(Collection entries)
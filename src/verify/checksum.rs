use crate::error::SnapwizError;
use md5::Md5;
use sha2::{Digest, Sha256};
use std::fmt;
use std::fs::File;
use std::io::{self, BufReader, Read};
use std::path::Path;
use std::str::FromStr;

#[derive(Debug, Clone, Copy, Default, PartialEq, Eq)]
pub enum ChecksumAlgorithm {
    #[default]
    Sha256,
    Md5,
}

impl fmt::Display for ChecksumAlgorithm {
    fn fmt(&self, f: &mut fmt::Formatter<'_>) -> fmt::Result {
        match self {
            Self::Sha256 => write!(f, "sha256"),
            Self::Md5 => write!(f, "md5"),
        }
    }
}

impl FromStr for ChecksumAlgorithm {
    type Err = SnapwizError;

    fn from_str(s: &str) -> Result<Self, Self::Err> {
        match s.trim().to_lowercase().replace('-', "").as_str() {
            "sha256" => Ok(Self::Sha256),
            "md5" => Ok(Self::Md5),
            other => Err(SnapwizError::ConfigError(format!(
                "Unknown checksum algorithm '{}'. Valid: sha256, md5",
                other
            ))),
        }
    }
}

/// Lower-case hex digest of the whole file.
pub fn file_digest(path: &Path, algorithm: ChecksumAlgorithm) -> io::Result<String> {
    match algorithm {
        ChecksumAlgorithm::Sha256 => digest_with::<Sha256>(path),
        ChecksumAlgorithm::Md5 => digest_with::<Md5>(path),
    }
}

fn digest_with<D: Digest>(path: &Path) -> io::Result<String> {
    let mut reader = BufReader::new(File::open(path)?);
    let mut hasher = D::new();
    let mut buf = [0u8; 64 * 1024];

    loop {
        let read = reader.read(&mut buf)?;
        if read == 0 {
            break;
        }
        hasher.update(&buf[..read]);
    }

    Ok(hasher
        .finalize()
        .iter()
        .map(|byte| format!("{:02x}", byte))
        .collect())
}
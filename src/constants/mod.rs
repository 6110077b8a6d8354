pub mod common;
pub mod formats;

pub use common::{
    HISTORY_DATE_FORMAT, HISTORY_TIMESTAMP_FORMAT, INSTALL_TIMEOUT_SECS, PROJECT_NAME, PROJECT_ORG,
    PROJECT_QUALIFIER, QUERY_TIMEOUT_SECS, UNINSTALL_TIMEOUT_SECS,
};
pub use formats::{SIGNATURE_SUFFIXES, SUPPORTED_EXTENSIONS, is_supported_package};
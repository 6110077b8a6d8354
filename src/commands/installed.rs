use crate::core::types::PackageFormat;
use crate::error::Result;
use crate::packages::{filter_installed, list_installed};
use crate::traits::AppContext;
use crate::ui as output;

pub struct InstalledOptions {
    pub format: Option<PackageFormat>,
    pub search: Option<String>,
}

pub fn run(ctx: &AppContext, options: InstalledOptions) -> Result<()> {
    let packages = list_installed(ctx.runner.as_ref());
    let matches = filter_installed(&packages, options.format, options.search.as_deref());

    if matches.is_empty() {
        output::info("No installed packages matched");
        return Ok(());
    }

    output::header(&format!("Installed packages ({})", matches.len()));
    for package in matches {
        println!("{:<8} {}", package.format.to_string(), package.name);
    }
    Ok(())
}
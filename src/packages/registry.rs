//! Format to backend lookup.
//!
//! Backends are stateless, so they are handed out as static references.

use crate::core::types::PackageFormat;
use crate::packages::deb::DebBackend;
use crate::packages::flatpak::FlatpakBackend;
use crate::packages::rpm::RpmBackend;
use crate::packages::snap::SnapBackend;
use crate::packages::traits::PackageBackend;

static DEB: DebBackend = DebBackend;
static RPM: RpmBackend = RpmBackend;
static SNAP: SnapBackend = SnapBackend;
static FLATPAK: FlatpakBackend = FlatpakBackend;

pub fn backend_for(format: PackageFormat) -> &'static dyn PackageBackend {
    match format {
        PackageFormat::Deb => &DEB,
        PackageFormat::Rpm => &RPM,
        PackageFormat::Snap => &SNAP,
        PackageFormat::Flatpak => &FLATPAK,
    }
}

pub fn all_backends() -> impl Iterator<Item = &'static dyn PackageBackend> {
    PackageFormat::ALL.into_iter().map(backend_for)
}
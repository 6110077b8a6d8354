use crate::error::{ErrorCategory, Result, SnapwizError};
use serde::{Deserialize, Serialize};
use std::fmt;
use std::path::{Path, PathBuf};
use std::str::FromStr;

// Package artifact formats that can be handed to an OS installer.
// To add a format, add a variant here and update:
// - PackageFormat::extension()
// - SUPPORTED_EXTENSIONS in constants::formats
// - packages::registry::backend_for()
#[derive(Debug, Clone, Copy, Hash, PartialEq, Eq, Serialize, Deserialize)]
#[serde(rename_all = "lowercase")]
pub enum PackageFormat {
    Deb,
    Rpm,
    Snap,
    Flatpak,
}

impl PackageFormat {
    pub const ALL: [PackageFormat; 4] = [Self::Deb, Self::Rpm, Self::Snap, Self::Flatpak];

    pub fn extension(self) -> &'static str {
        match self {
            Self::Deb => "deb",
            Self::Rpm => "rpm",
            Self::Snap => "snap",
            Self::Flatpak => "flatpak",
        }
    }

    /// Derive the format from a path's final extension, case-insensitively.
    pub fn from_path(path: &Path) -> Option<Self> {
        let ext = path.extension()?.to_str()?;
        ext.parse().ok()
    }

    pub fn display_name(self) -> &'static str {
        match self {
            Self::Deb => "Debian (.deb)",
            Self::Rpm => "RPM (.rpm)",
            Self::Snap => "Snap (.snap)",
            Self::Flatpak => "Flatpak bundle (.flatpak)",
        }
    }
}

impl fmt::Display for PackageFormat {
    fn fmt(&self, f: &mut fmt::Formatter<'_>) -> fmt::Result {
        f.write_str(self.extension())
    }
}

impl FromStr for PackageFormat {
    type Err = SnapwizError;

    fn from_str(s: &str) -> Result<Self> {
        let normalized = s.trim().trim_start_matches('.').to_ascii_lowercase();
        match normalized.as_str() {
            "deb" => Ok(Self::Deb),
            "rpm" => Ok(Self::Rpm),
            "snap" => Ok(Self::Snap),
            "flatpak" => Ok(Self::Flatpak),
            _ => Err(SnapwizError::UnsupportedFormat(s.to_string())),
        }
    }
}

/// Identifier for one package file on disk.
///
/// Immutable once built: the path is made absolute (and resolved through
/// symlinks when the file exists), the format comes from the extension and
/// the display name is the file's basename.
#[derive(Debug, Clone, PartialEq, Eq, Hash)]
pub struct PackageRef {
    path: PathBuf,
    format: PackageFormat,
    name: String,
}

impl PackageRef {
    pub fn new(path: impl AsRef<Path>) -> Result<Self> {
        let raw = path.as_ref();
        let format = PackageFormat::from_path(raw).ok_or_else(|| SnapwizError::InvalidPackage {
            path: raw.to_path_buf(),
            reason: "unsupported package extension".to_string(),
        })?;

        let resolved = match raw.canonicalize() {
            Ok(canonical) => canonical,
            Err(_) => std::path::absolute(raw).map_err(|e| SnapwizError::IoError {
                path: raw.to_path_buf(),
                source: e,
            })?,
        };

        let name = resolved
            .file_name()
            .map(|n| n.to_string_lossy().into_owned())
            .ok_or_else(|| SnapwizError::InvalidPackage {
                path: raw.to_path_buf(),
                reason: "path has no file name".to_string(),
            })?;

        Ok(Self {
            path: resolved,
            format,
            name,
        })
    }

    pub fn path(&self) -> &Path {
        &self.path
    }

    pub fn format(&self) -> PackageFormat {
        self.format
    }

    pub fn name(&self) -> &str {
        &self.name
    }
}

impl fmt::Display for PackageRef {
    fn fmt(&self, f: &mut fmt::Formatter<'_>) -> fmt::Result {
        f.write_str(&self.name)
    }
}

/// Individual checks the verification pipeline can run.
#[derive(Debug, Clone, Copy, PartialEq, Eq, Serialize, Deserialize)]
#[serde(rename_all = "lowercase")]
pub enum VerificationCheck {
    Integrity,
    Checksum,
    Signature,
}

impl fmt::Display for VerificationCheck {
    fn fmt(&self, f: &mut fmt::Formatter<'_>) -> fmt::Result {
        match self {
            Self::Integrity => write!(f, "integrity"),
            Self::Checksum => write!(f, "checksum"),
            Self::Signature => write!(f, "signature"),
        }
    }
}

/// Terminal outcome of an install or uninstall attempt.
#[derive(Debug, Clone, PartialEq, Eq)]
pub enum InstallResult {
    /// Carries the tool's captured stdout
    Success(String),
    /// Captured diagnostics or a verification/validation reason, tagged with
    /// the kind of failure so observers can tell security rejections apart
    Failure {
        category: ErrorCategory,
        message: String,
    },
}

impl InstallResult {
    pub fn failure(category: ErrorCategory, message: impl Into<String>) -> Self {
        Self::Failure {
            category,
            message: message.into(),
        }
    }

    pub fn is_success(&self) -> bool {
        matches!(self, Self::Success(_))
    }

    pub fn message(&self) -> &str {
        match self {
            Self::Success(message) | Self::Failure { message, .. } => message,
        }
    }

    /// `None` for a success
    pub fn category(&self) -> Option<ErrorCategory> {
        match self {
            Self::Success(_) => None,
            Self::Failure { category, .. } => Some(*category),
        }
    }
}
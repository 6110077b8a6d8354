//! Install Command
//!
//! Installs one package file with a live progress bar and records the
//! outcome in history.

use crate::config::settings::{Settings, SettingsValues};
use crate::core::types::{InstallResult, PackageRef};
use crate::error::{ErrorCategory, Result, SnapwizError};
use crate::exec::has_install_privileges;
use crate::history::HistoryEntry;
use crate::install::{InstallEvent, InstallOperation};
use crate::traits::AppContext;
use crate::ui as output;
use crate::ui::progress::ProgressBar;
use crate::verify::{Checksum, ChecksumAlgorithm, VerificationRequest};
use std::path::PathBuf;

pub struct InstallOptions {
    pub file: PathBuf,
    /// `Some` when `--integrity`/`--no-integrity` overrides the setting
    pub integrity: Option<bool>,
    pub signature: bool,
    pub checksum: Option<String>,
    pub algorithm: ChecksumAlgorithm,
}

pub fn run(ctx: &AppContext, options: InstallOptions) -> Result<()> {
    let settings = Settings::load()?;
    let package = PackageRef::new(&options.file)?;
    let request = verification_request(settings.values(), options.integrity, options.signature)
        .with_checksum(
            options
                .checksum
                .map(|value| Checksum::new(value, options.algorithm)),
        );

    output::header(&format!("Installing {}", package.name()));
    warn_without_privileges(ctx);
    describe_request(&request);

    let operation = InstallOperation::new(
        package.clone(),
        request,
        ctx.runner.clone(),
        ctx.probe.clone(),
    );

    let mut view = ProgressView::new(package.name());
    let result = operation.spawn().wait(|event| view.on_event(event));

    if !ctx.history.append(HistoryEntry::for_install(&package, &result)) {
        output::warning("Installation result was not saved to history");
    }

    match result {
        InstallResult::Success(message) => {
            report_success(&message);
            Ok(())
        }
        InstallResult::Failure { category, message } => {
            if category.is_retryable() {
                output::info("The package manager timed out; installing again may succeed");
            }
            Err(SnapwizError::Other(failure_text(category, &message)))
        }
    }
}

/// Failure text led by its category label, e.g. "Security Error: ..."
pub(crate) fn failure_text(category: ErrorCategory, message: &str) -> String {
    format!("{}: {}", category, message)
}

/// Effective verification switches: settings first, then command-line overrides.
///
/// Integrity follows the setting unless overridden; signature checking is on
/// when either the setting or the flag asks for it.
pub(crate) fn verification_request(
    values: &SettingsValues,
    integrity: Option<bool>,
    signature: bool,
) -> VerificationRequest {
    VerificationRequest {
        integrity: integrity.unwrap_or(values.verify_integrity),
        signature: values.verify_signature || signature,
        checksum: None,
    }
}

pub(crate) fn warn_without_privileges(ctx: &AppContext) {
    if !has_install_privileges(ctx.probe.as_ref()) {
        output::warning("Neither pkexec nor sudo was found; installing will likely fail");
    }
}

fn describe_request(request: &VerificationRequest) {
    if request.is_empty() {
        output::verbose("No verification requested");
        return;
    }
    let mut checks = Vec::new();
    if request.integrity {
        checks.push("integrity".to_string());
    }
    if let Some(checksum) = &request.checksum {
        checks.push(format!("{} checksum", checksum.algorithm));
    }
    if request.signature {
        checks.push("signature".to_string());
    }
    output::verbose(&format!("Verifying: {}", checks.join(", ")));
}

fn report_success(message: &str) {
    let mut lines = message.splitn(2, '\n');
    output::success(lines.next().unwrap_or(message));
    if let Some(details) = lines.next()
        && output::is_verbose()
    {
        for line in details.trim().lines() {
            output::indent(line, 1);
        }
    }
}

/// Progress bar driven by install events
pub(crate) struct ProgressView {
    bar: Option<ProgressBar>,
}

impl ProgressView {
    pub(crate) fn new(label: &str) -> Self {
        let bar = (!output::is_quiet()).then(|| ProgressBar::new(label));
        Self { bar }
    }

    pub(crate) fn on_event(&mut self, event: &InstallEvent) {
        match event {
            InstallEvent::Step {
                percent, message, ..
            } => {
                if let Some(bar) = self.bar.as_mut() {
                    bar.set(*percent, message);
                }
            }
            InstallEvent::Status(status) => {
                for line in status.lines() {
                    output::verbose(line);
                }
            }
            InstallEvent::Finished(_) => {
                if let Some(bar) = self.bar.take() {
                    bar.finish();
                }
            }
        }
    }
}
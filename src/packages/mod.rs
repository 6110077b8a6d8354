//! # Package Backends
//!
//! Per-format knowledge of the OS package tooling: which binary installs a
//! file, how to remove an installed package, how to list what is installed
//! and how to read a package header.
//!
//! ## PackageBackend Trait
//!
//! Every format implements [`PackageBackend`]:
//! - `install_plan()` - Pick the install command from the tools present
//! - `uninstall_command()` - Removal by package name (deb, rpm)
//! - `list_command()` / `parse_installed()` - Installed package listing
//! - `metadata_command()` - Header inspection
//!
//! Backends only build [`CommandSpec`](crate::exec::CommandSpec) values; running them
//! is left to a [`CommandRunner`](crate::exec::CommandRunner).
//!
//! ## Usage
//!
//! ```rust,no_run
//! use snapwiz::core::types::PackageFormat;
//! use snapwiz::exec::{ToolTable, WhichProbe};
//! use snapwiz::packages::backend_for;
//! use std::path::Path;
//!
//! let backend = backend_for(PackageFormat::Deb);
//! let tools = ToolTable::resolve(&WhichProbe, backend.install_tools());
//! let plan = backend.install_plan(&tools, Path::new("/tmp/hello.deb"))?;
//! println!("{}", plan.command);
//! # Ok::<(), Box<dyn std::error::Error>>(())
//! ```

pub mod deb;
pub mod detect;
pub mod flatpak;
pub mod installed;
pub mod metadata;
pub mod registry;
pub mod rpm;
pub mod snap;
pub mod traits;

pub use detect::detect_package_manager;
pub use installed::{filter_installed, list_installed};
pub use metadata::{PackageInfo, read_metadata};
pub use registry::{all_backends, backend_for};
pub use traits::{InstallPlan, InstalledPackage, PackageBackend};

Task details: From the records above, copy each line where the word "SnapBackend" can be found.

Answer below:
use crate::packages::snap::SnapBackend;
static SNAP: SnapBackend = SnapBackend;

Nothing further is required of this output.